When children come to visit Church on school visits from local community primary schools I always give them the chance to ask questions. One that often pops up is “Who made God?” To which, of course, the answer is that no one made God. He is existence and therefore no one existed prior to Him so as to be in a position to make Him. St John reflects on this with reference to Christ in the opening verses of his Gospel: “All things came into being through Him, and without Him not one thing came into being” (St John 1:3).
The second beautiful truth to flow from this fact that God is pure existence is that everyone and everything experiences God, His love and His generosity simply, through the fact of their existence. God makes the sun to rise on the righteous and the wicked alike (St Matthew 5:45). But this can also be frustrating because we see people enjoying good lives and basking in the gifts He’s given while not loving Him and maybe even saying how ridiculous it is that people believe in Him and go to Church. God’s generous love must never lead us to despair though, but always cause us to give thanks and to model ourselves on that same love. The calling to a higher standard of behaviour is there in our second read from Paul’s first letter to the Corinthians.

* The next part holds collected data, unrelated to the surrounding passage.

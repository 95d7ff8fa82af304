use std::path::{Path, PathBuf};
use std::sync::Arc;
use std::time::Duration;

use rule_report_engine::config::GenerateOptions;
use rule_report_engine::error::{JobError, RuleError, SourceError};
use rule_report_engine::execution::{ExecutionEvent, ExecutionObserver, ExecutionOptions};
use rule_report_engine::job::{GenerateRequest, OutputSpec, ReportEngine, generate};
use rule_report_engine::rules::RuleDefinitions;
use rule_report_engine::sink::OutputEncoding;
use rule_report_engine::source::SourceSpec;
use rule_report_engine::types::{DataType, Field, Schema};
use rule_report_engine::CancellationToken;

fn schema() -> Schema {
    Schema::new(vec![
        Field::new("price", DataType::Int64),
        Field::new("qty", DataType::Int64),
    ])
}

fn write_file(dir: &Path, name: &str, text: &str) -> PathBuf {
    let path = dir.join(name);
    std::fs::write(&path, text).unwrap();
    path
}

fn many_rows(n: usize) -> String {
    let mut out = String::from("price,qty\n");
    for i in 0..n {
        out.push_str(&format!("{i},{}\n", i % 3));
    }
    out
}

fn options(workers: usize, chunk_size: usize) -> GenerateOptions {
    GenerateOptions::default().with_execution(ExecutionOptions {
        num_threads: Some(workers),
        chunk_size,
        max_in_flight_chunks: 2,
    })
}

fn total_rule() -> RuleDefinitions {
    RuleDefinitions::from_pairs([("total", "price * qty")]).unwrap()
}

fn entries(dir: &Path) -> Vec<String> {
    let mut names: Vec<_> = std::fs::read_dir(dir)
        .unwrap()
        .map(|e| e.unwrap().file_name().to_string_lossy().into_owned())
        .collect();
    names.sort();
    names
}

#[test]
fn malformed_row_fails_the_job_and_publishes_nothing() {
    let dir = tempfile::tempdir().unwrap();
    let input = write_file(dir.path(), "in.csv", "price,qty\n1,2\n3,4\nabc,5\n6,7\n");
    let output = dir.path().join("report.csv");
    let request = GenerateRequest::new(
        SourceSpec::new(&input, schema()),
        total_rule(),
        OutputSpec::new(&output, OutputEncoding::Csv),
    );

    let err = generate(&request, options(2, 1)).unwrap_err();
    match err {
        JobError::Source(SourceError::MalformedRow { line, column, raw, .. }) => {
            assert_eq!(line, 4);
            assert_eq!(column, "price");
            assert_eq!(raw, "abc");
        }
        other => panic!("unexpected {other:?}"),
    }
    assert_eq!(entries(dir.path()), vec!["in.csv"]);
}

#[test]
fn failed_job_leaves_an_existing_report_untouched() {
    let dir = tempfile::tempdir().unwrap();
    let input = write_file(dir.path(), "in.csv", "price,qty\n1,2\n3\n");
    let output = write_file(dir.path(), "report.csv", "previous run\n");
    let request = GenerateRequest::new(
        SourceSpec::new(&input, schema()),
        total_rule(),
        OutputSpec::new(&output, OutputEncoding::Csv),
    );

    let err = generate(&request, options(1, 10)).unwrap_err();
    assert!(matches!(
        err,
        JobError::Source(SourceError::MalformedRow { line: 3, .. })
    ));
    assert_eq!(std::fs::read_to_string(&output).unwrap(), "previous run\n");
    assert_eq!(entries(dir.path()), vec!["in.csv", "report.csv"]);
}

#[test]
fn rule_errors_abort_before_any_output_is_staged() {
    let dir = tempfile::tempdir().unwrap();
    let input = write_file(dir.path(), "in.csv", "price,qty\n1,2\n");
    let output = dir.path().join("out").join("report.csv");

    let unknown = GenerateRequest::new(
        SourceSpec::new(&input, schema()),
        RuleDefinitions::from_pairs([("total", "price * foo")]).unwrap(),
        OutputSpec::new(&output, OutputEncoding::Csv),
    );
    match generate(&unknown, options(1, 10)).unwrap_err() {
        JobError::Rules(RuleError::UnknownColumn { rule, column }) => {
            assert_eq!((rule.as_str(), column.as_str()), ("total", "foo"));
        }
        other => panic!("unexpected {other:?}"),
    }

    let cyclic = GenerateRequest::new(
        SourceSpec::new(&input, schema()),
        RuleDefinitions::from_pairs([("a", "b + 1"), ("b", "a + 1")]).unwrap(),
        OutputSpec::new(&output, OutputEncoding::Csv),
    );
    match generate(&cyclic, options(1, 10)).unwrap_err() {
        JobError::Rules(RuleError::CyclicDependency { rules }) => assert_eq!(rules, vec!["a", "b"]),
        other => panic!("unexpected {other:?}"),
    }

    let forbidden = GenerateRequest::new(
        SourceSpec::new(&input, schema()),
        RuleDefinitions::from_pairs([("x", "__import__('os')")]).unwrap(),
        OutputSpec::new(&output, OutputEncoding::Csv),
    );
    assert!(matches!(generate(&forbidden, options(1, 10)), Err(JobError::Rules(_))));

    assert!(!output.parent().unwrap().exists());
}

struct CancelAfterFirstChunk {
    token: CancellationToken,
}

impl ExecutionObserver for CancelAfterFirstChunk {
    fn on_event(&self, event: &ExecutionEvent) {
        if let ExecutionEvent::ChunkEmitted { .. } = event {
            self.token.cancel();
        }
    }
}

#[test]
fn cancelled_job_leaves_no_file_under_the_final_name() {
    let dir = tempfile::tempdir().unwrap();
    let input = write_file(dir.path(), "in.csv", &many_rows(500));

    for encoding in [OutputEncoding::Csv, OutputEncoding::Json, OutputEncoding::Xlsx] {
        let token = CancellationToken::new();
        let output = dir.path().join(format!("report.{encoding}"));
        let engine = ReportEngine::new(options(2, 5))
            .unwrap()
            .with_observer(Arc::new(CancelAfterFirstChunk { token: token.clone() }));
        let request = GenerateRequest::new(
            SourceSpec::new(&input, schema()),
            total_rule(),
            OutputSpec::new(&output, encoding),
        );

        let err = engine.generate(&request, &token).unwrap_err();
        assert!(matches!(err, JobError::Cancelled), "{encoding}: {err:?}");
        assert!(!output.exists());
    }
    assert_eq!(entries(dir.path()), vec!["in.csv"]);
}

#[test]
fn timeout_aborts_the_job() {
    let dir = tempfile::tempdir().unwrap();
    let input = write_file(dir.path(), "in.csv", &many_rows(2_000));
    let output = dir.path().join("report.csv");
    let request = GenerateRequest::new(
        SourceSpec::new(&input, schema()),
        total_rule(),
        OutputSpec::new(&output, OutputEncoding::Csv),
    );

    let opts = options(1, 1).with_timeout(Duration::from_nanos(1));
    let err = generate(&request, opts).unwrap_err();
    assert!(matches!(err, JobError::Timeout { .. }), "{err:?}");
    assert!(!output.exists());
}

struct SlowFinish(Duration);

impl ExecutionObserver for SlowFinish {
    fn on_event(&self, event: &ExecutionEvent) {
        if let ExecutionEvent::RunFinished { .. } = event {
            std::thread::sleep(self.0);
        }
    }
}

#[test]
fn deadline_is_checked_again_before_publishing() {
    let dir = tempfile::tempdir().unwrap();
    let input = write_file(dir.path(), "in.csv", &many_rows(10));
    let output = dir.path().join("report.csv");
    let request = GenerateRequest::new(
        SourceSpec::new(&input, schema()),
        total_rule(),
        OutputSpec::new(&output, OutputEncoding::Csv),
    );

    let engine = ReportEngine::new(options(1, 100).with_timeout(Duration::from_millis(200)))
        .unwrap()
        .with_observer(Arc::new(SlowFinish(Duration::from_millis(300))));
    let err = engine.generate(&request, &CancellationToken::new()).unwrap_err();
    assert!(
        matches!(err, JobError::Timeout { elapsed } if elapsed >= Duration::from_millis(200)),
        "{err:?}"
    );
    assert_eq!(entries(dir.path()), vec!["in.csv"]);
}

#[test]
fn invalid_options_are_rejected_up_front() {
    let zero_chunks = GenerateOptions::default().with_execution(ExecutionOptions {
        chunk_size: 0,
        ..ExecutionOptions::default()
    });
    assert!(matches!(
        ReportEngine::new(zero_chunks),
        Err(JobError::InvalidOptions { .. })
    ));
}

Paul is considering the people whom Moses led out of Egypt and observing that they “were all baptised into Moses in this cloud and in this sea; all ate the same spiritual food and all drank the spiritual drink … [and] in spite of this, most of them failed to please God and their corpses littered the desert.” Ingratitude in response to the blessings of God leads only to death, to non-existence.

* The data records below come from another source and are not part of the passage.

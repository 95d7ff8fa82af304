//! Workbook input (`.xlsx`, `.xls`, `.ods`, ...), behind the `excel` feature.
//!
//! Behavior:
//! - Picks `sheet` if provided; otherwise uses the first sheet in the workbook
//! - Detects the first non-empty row as the header row
//! - Validates that all schema fields exist as headers
//! - Reads remaining rows and converts cells into typed `Value`s
//!
//! Workbooks are read in full; [`super::open_source`] chunks the result in memory.

use std::path::Path;

use calamine::{open_workbook_auto, Data, Reader};

use crate::error::{SourceError, SourceResult};
use crate::types::{DataSet, DataType, Schema, Value};

/// Load one worksheet. Row line numbers are 1-based sheet rows.
pub fn load_excel_dataset(path: impl AsRef<Path>, sheet: Option<&str>, schema: &Schema) -> SourceResult<DataSet> {
    let mut workbook = open_workbook_auto(path)?;

    let sheet = match sheet {
        Some(name) => name.to_string(),
        None => workbook
            .sheet_names()
            .first()
            .cloned()
            .ok_or_else(|| SourceError::SchemaMismatch {
                message: "workbook has no sheets".to_string(),
            })?,
    };
    let range = workbook.worksheet_range(&sheet)?;

    let (header_row, projection) = header_projection(&range, schema).map_err(|e| match e {
        SourceError::SchemaMismatch { message } => SourceError::SchemaMismatch {
            message: format!("sheet '{sheet}': {message}"),
        },
        other => other,
    })?;

    // Range rows are relative to the range start, which need not be A1.
    let first_sheet_row = range.start().map(|(r, _)| u64::from(r)).unwrap_or(0);

    let mut rows = Vec::new();
    let mut lines = Vec::new();
    for (idx0, row) in range.rows().enumerate().skip(header_row + 1) {
        let line = first_sheet_row + idx0 as u64 + 1;
        if row.iter().all(|c| matches!(c, Data::Empty)) {
            continue;
        }
        let values = schema
            .fields
            .iter()
            .zip(&projection)
            .map(|(field, &col)| {
                let cell = row.get(col).unwrap_or(&Data::Empty);
                convert_cell(line, &field.name, field.data_type, cell)
            })
            .collect::<SourceResult<Vec<_>>>()?;
        rows.push(values);
        lines.push(line);
    }

    Ok(DataSet::with_lines(schema.clone(), rows, lines))
}

fn header_projection(range: &calamine::Range<Data>, schema: &Schema) -> SourceResult<(usize, Vec<usize>)> {
    let (header_row, headers) = range
        .rows()
        .enumerate()
        .find(|(_, row)| row.iter().any(|c| !matches!(c, Data::Empty)))
        .map(|(idx, row)| (idx, row.iter().map(cell_to_header_string).collect::<Vec<_>>()))
        .ok_or_else(|| SourceError::SchemaMismatch {
            message: "sheet has no non-empty rows (no header row found)".to_string(),
        })?;

    let projection = schema
        .fields
        .iter()
        .map(|f| {
            headers
                .iter()
                .position(|h| h.trim() == f.name)
                .ok_or_else(|| SourceError::SchemaMismatch {
                    message: format!("missing required column '{}'. headers={headers:?}", f.name),
                })
        })
        .collect::<SourceResult<Vec<_>>>()?;

    Ok((header_row, projection))
}

fn cell_to_header_string(c: &Data) -> String {
    match c {
        Data::String(s) => s.clone(),
        Data::Float(f) if f.fract() == 0.0 => (*f as i64).to_string(),
        Data::Empty => String::new(),
        other => other.to_string(),
    }
}

fn convert_cell(line: u64, column: &str, data_type: DataType, c: &Data) -> SourceResult<Value> {
    if matches!(c, Data::Empty) {
        return Ok(Value::Null);
    }
    if let Data::String(s) = c {
        // Text cells go through the same parser as CSV fields.
        return super::parse_text_value(line, column, data_type, s);
    }

    let malformed = |message: &str| SourceError::MalformedRow {
        line,
        column: column.to_string(),
        raw: c.to_string(),
        message: message.to_string(),
    };
    match data_type {
        DataType::Utf8 => Ok(Value::Utf8(c.to_string())),
        DataType::Bool => match c {
            Data::Bool(b) => Ok(Value::Bool(*b)),
            Data::Int(i) => Ok(Value::Bool(*i != 0)),
            Data::Float(f) => Ok(Value::Bool(*f != 0.0)),
            _ => Err(malformed("expected bool")),
        },
        DataType::Int64 => match c {
            Data::Int(i) => Ok(Value::Int64(*i)),
            Data::Float(f) if f.fract() == 0.0 => Ok(Value::Int64(*f as i64)),
            Data::Float(_) => Err(malformed("expected integer (got non-integer float)")),
            _ => Err(malformed("expected integer")),
        },
        DataType::Float64 => match c {
            Data::Float(f) => Ok(Value::Float64(*f)),
            Data::Int(i) => Ok(Value::Float64(*i as f64)),
            _ => Err(malformed("expected number")),
        },
    }
}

In the Gospel Jesus goes on to tell a parable of someone who owned a vineyard and observed, “Look here, for three years now I have been coming to look for fruit on this fig tree and finding none.” Such a situation is frustrating. I’m mindful of some of the conversations I have with people, if I’m honest, encouraging folk back to Church and in other situations, and fruit there is none. You may have other situations in your mind where fruit seems to be far from coming while it is sought for a long period. There may be some significance in the length of time mentioned - three years - for this is traditionally seen as the length of time between our Lord’s Baptism and His Crucifixion, known as His public ministry. Yet, the people do not turn to Him with all their hearts. Some may have been glad to have found an entertainer, but they will not leave their worldly cares behind and follow Him.
There are plenty of examples, current and historical, where knowing Jesus is the Truth has led people to be unkind to all those who disagree. Our certainty that Jesus is the only way to the Father is not be a reason for arrogance or unpleasantness but should rather mean we follow our Saviour in all humility and service, striving for justice, modelling compassion. In his despair of the situation Pilate washes his hands and doesn’t mind much whether things are true or not he just wants a simple life. May this never be said of us so that we bear fruit in plenty, planted in the courts of the Lord and watered by His grace.